Democrats also suffered black eyes from special legislative provisions written into the bills to win support from particular lawmakers -- especially Medicaid funding breaks sought by Sens. Mary L. Landrieu (D-La.) and Ben Nelson (D-Neb.), moves that were dubbed the “Louisiana Purchase” and “Cornhusker Kickback.”
Even if such practices are common on Capitol Hill, they were easily exploited by GOP critics at a time of economic hardship and mistrust of large institutions.
“The forces unleashed by the financial collapse created in the minds of people the sense that there are demonic forces at work in banking, real estate and, not surprisingly, in Congress as well,” said Ross K. Baker, a political scientist at Rutgers University who is an expert on Congress.
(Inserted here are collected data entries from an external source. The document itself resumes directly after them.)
//! The deferred spawn queue.
//!
//! Systems never insert into column storage directly: creation requests
//! buffer here, and the tick driver reconciles them after every system has
//! run. A tick's queries therefore observe a stable store throughout — a
//! freshly spawned entity can never be visited zero or two times depending
//! on where the iteration happened to be.

use crate::bundle::{Bundle, DynBundle};

/// Buffers bundle-creation requests issued while systems run.
///
/// Created empty at startup, appended to during a tick by any system, and
/// drained by the tick driver at end of tick.
#[derive(Default)]
pub struct Manager {
    queue: Vec<Box<dyn DynBundle>>,
}

impl Manager {
    /// Create an empty queue.
    #[must_use]
    pub fn new() -> Self {
        Self::default()
    }

    /// Queue `bundle` for creation at the end of the current tick.
    ///
    /// Nothing is validated here; shape problems surface at reconciliation.
    pub fn spawn<B: Bundle>(&mut self, bundle: B) {
        self.queue.push(Box::new(bundle));
    }

    /// Number of requests waiting for reconciliation.
    #[must_use]
    pub fn pending(&self) -> usize {
        self.queue.len()
    }

    /// Returns `true` if nothing is queued.
    #[must_use]
    pub fn is_empty(&self) -> bool {
        self.queue.is_empty()
    }

    /// Hand over the pending requests in enqueue order, leaving the queue
    /// empty. Driven by the tick driver, never by systems.
    pub fn drain(&mut self) -> Vec<Box<dyn DynBundle>> {
        std::mem::take(&mut self.queue)
    }
}

impl std::fmt::Debug for Manager {
    fn fmt(&self, f: &mut std::fmt::Formatter<'_>) -> std::fmt::Result {
        f.debug_struct("Manager")
            .field("pending", &self.queue.len())
            .finish()
    }
}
The firestorm helped elect Republican Scott Brown of Massachusetts to the Senate. Healthcare action on Capitol Hill was an easy target for his populist message as he denounced “those backroom deals for Nebraska and others.” His campaign momentum surged.
The effects on Democratic strategy have been lasting.
Party leaders have been very cautious about moving the healthcare bill through a fast-track procedure, fearing that will be tarred as a strong-arm maneuver. House Democrats are also insisting that the Nebraska deal and other parochial provisions be stripped from the House-Senate compromise.
On another key priority -- a jobs bill -- Reid has whittled down a bipartisan proposal in part because it included some special-interest provisions.
At the healthcare summit Thursday, Democrats hope to neutralize complaints that the process so far has been too partisan and secretive.
But hardly anyone in Washington expects major decisions or compromises to be made on camera.
“Obama probably made a mistake by over-hyping the notion of transparency,” said Norman J. Ornstein, an expert on Congress at the American Enterprise Institute.
Compromising means giving up something -- and that’s harder to do in a public setting.
“The idea that in public you’re going to say, ‘I’m going to have to abandon this position,’ -- it doesn’t happen,” Ornstein said.